If you’re in the recruiting industry, you’ve no doubt heard someone suggest that it’s to your advantage to implement a full HR suite rather than specialized, best-of-breed applications. Suite proponents advocate purchasing an entire software set—even if you don’t need everything that it claims to do—because it’s supposed to be an easier way to connect business systems. And you, as a recruiter or hiring manager, just want things to be easy. Right?
Well, it depends on what challenges you’re trying to solve. Is the integration of business systems or HR components a primary concern for you? If so, which systems? After all, you’re not an HR generalist; you don’t care about benefits and payroll—you simply want automated, efficient process workflow that speaks to your everyday needs, so you can find and hire the best candidates. If it’s really going to make your job easier, recruiting technology needs to be dynamic and innovative, integrating tools that simplify your work and bring you closer to the talent you need—things like social networking, video screening, and candidate relationship management. And it absolutely has to be user-friendly.
So can an HR solution suite meet these criteria?
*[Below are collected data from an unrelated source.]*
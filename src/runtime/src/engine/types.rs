//! Docker Engine API payloads.

use serde::{Deserialize, Serialize};
use std::collections::HashMap;

#[derive(Debug, Clone, Default, Deserialize)]
#[serde(rename_all = "PascalCase")]
pub struct EngineInfo {
    #[serde(rename = "ID", default)]
    pub id: String,
    #[serde(default)]
    pub name: String,
    #[serde(default)]
    pub server_version: String,
    #[serde(default)]
    pub containers: i64,
    #[serde(default)]
    pub images: i64,
}

/// Entry of `GET /containers/json`
#[derive(Debug, Clone, Default, Deserialize)]
#[serde(rename_all = "PascalCase")]
pub struct ContainerSummary {
    pub id: String,
    #[serde(default)]
    pub names: Vec<String>,
    #[serde(default)]
    pub image: String,
    #[serde(rename = "ImageID", default)]
    pub image_id: String,
    #[serde(default)]
    pub state: String,
    #[serde(default)]
    pub status: String,
    #[serde(default)]
    pub labels: Option<HashMap<String, String>>,
}

impl ContainerSummary {
    /// First name without the leading slash.
    pub fn name(&self) -> String {
        self.names
            .first()
            .map(|n| n.trim_start_matches('/').to_string())
            .unwrap_or_default()
    }

    pub fn labels(&self) -> HashMap<String, String> {
        self.labels.clone().unwrap_or_default()
    }
}

#[derive(Debug, Clone, Default, Deserialize)]
#[serde(rename_all = "PascalCase")]
pub struct ContainerState {
    #[serde(default)]
    pub status: String,
    #[serde(default)]
    pub running: bool,
}

/// `GET /containers/{id}/json`, trimmed to what is used
#[derive(Debug, Clone, Default, Deserialize)]
#[serde(rename_all = "PascalCase")]
pub struct ContainerInspect {
    pub id: String,
    #[serde(default)]
    pub name: String,
    #[serde(default)]
    pub state: ContainerState,
}

#[derive(Debug, Clone, Default, Deserialize)]
#[serde(rename_all = "PascalCase")]
pub struct ImageConfig {
    #[serde(default)]
    pub image: Option<String>,
    #[serde(default)]
    pub labels: Option<HashMap<String, String>>,
}

/// `GET /images/{name}/json`
#[derive(Debug, Clone, Default, Deserialize)]
#[serde(rename_all = "PascalCase")]
pub struct ImageInspect {
    pub id: String,
    #[serde(default)]
    pub repo_tags: Option<Vec<String>>,
    #[serde(default)]
    pub repo_digests: Option<Vec<String>>,
    #[serde(default)]
    pub architecture: String,
    #[serde(default)]
    pub os: String,
    #[serde(default)]
    pub variant: Option<String>,
    #[serde(default)]
    pub created: Option<String>,
    #[serde(default)]
    pub config: Option<ImageConfig>,
}

impl ImageInspect {
    /// Repo digest of the image (`RepoDigests[0]` after the `@`).
    pub fn repo_digest(&self) -> Option<String> {
        let first = self.repo_digests.as_ref()?.first()?;
        first.split_once('@').map(|(_, digest)| digest.to_string())
    }

    /// Config image digest used by legacy manifest comparison.
    pub fn config_image(&self) -> Option<String> {
        self.config
            .as_ref()
            .and_then(|c| c.image.clone())
            .filter(|image| !image.is_empty())
    }
}

#[derive(Debug, Clone, Default, Deserialize)]
pub struct DistributionPlatform {
    #[serde(default)]
    pub architecture: String,
    #[serde(default)]
    pub os: String,
    #[serde(default)]
    pub variant: Option<String>,
}

/// `GET /distribution/{name}/json`
#[derive(Debug, Clone, Default, Deserialize)]
#[serde(rename_all = "PascalCase")]
pub struct DistributionInspect {
    #[serde(default)]
    pub platforms: Vec<DistributionPlatform>,
}

impl DistributionInspect {
    pub fn variants(&self) -> Vec<String> {
        self.platforms
            .iter()
            .filter_map(|p| p.variant.clone())
            .filter(|v| !v.is_empty())
            .collect()
    }
}

/// Entry of `GET /images/json`
#[derive(Debug, Clone, Default, Deserialize)]
#[serde(rename_all = "PascalCase")]
pub struct ImageSummary {
    pub id: String,
    #[serde(default)]
    pub repo_tags: Option<Vec<String>>,
    #[serde(default)]
    pub repo_digests: Option<Vec<String>>,
    #[serde(default)]
    pub size: i64,
    #[serde(default)]
    pub created: i64,
    #[serde(default)]
    pub labels: Option<HashMap<String, String>>,
}

/// Entry of `GET /networks`
#[derive(Debug, Clone, Default, Deserialize)]
#[serde(rename_all = "PascalCase")]
pub struct NetworkSummary {
    pub id: String,
    #[serde(default)]
    pub name: String,
    #[serde(default)]
    pub driver: String,
    #[serde(default)]
    pub scope: String,
    #[serde(default)]
    pub labels: Option<HashMap<String, String>>,
}

/// Entry of `GET /volumes`
#[derive(Debug, Clone, Default, Deserialize)]
#[serde(rename_all = "PascalCase")]
pub struct VolumeSummary {
    pub name: String,
    #[serde(default)]
    pub driver: String,
    #[serde(default)]
    pub mountpoint: String,
    #[serde(default)]
    pub scope: String,
    #[serde(default)]
    pub labels: Option<HashMap<String, String>>,
}

#[derive(Debug, Clone, Default, Deserialize)]
#[serde(rename_all = "PascalCase")]
pub struct VolumeList {
    #[serde(default)]
    pub volumes: Option<Vec<VolumeSummary>>,
}

#[derive(Debug, Clone, Default, Deserialize)]
#[serde(rename_all = "PascalCase")]
pub struct EventActor {
    #[serde(rename = "ID", default)]
    pub id: String,
    #[serde(default)]
    pub attributes: HashMap<String, String>,
}

/// Event from `GET /events`
#[derive(Debug, Clone, Default, Deserialize)]
pub struct EngineEvent {
    #[serde(rename = "Type", default)]
    pub kind: String,
    #[serde(rename = "Action", default)]
    pub action: String,
    #[serde(rename = "Actor", default)]
    pub actor: EventActor,
    #[serde(default)]
    pub time: i64,
}

impl EngineEvent {
    /// Base action; exec and health events carry a `: <detail>` suffix.
    pub fn base_action(&self) -> &str {
        self.action.split(':').next().unwrap_or_default().trim()
    }
}

#[derive(Debug, Clone, Default, Deserialize)]
pub struct CpuUsage {
    #[serde(default)]
    pub total_usage: u64,
}

#[derive(Debug, Clone, Default, Deserialize)]
pub struct CpuStats {
    #[serde(default)]
    pub cpu_usage: CpuUsage,
    #[serde(default)]
    pub system_cpu_usage: Option<u64>,
    #[serde(default)]
    pub online_cpus: Option<u64>,
}

#[derive(Debug, Clone, Default, Deserialize)]
pub struct MemoryStats {
    #[serde(default)]
    pub usage: Option<u64>,
    #[serde(default)]
    pub limit: Option<u64>,
}

/// `GET /containers/{id}/stats?stream=false`
#[derive(Debug, Clone, Default, Deserialize)]
pub struct ContainerStats {
    #[serde(default)]
    pub cpu_stats: CpuStats,
    #[serde(default)]
    pub precpu_stats: CpuStats,
    #[serde(default)]
    pub memory_stats: MemoryStats,
}

impl ContainerStats {
    /// CPU usage in percent of one core, scaled by online CPUs.
    pub fn cpu_percent(&self) -> f64 {
        let cpu_delta = self
            .cpu_stats
            .cpu_usage
            .total_usage
            .saturating_sub(self.precpu_stats.cpu_usage.total_usage) as f64;
        let system_delta = self
            .cpu_stats
            .system_cpu_usage
            .unwrap_or(0)
            .saturating_sub(self.precpu_stats.system_cpu_usage.unwrap_or(0))
            as f64;
        if cpu_delta <= 0.0 || system_delta <= 0.0 {
            return 0.0;
        }
        let cpus = self.cpu_stats.online_cpus.unwrap_or(1).max(1) as f64;
        cpu_delta / system_delta * cpus * 100.0
    }

    pub fn memory_bytes(&self) -> u64 {
        self.memory_stats.usage.unwrap_or(0)
    }
}

#[derive(Debug, Clone, Default, Serialize)]
#[serde(rename_all = "PascalCase")]
pub struct HostConfig {
    #[serde(skip_serializing_if = "Vec::is_empty")]
    pub binds: Vec<String>,
}

/// Body of `POST /containers/create`
#[derive(Debug, Clone, Default, Serialize)]
#[serde(rename_all = "PascalCase")]
pub struct CreateContainerOptions {
    pub image: String,
    pub cmd: Vec<String>,
    pub host_config: HostConfig,
    pub labels: HashMap<String, String>,
}

#[derive(Debug, Clone, Default, Deserialize)]
#[serde(rename_all = "PascalCase")]
pub struct CreateContainerResponse {
    pub id: String,
}

#[derive(Debug, Clone, Default, Deserialize)]
#[serde(rename_all = "PascalCase")]
pub struct WaitResponse {
    #[serde(default)]
    pub status_code: i64,
}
Or are the advantages just a myth?
Here are four questions to ask before you make a decision.
- Does the solution focus on recruiting? Recruiting isn’t like other HR functions. Recruiters simply recruit, and need tools to do it well. Ask yourself: Is a suite-based HR system compiled to serve your needs, or the needs of HR professionals in general? You should seek software designed by experts in your field. If recruiting feels like an afterthought in a suite, it probably is an afterthought.
- Does it integrate with the systems you actually use? Can you use the recruiting component within a suite to connect with third-party applications you already have deployed and invested in? Does it offer an applicant tracking system that’s extensible enough to connect to your calendars, to your social networking platforms, to your candidate relationship system, to your scheduler, to your onboarding workflow, and so on? Truly integrated products make your job easier when they work well together—not because they were coerced into it by acquisition (like many suites are), but because they were built with open APIs and strengthened by partnerships.
- Can it move forward with you? Think about it. Before you invest in a bundled HR suite, look at where it came from and who built it. If it’s just a bunch of acquired technology, do you think the business that acquired it is going to put time and money into further developing its features—when they didn’t even develop it in the first place? When companies sell solution suites, their business is about retaining customers, not satisfying them. Why? Because after you invest in implementing their technology across the board for all your HR needs, you’re stuck. They have you. When you need new features—and in the dynamic world of recruiting today, you most certainly will need them—they’re not likely to oblige any time soon because innovating in the recruiting industry isn’t what they do.
- Will someone help you use it? Do you want to learn not just one new system, but whole suite of new applications—ones that probably weren’t even designed to work together? As suites become more complex and companies grow bigger through acquisitions, vendors may find it harder to provide end users with quality support, regular product updates, responsive invoicing, and so on. Is this a risk you’re willing to take?
It’s not likely that the great debate between suites and best-of-breed technology will end any time soon, but it seems pretty obvious that this myth is busted. The so-called advantages to buying comprehensive HR suites aren’t all they’re cracked up to be when you consider what really matters to recruiters. Do your homework. Line up questions for vendors in advance. Who has your best interests at heart?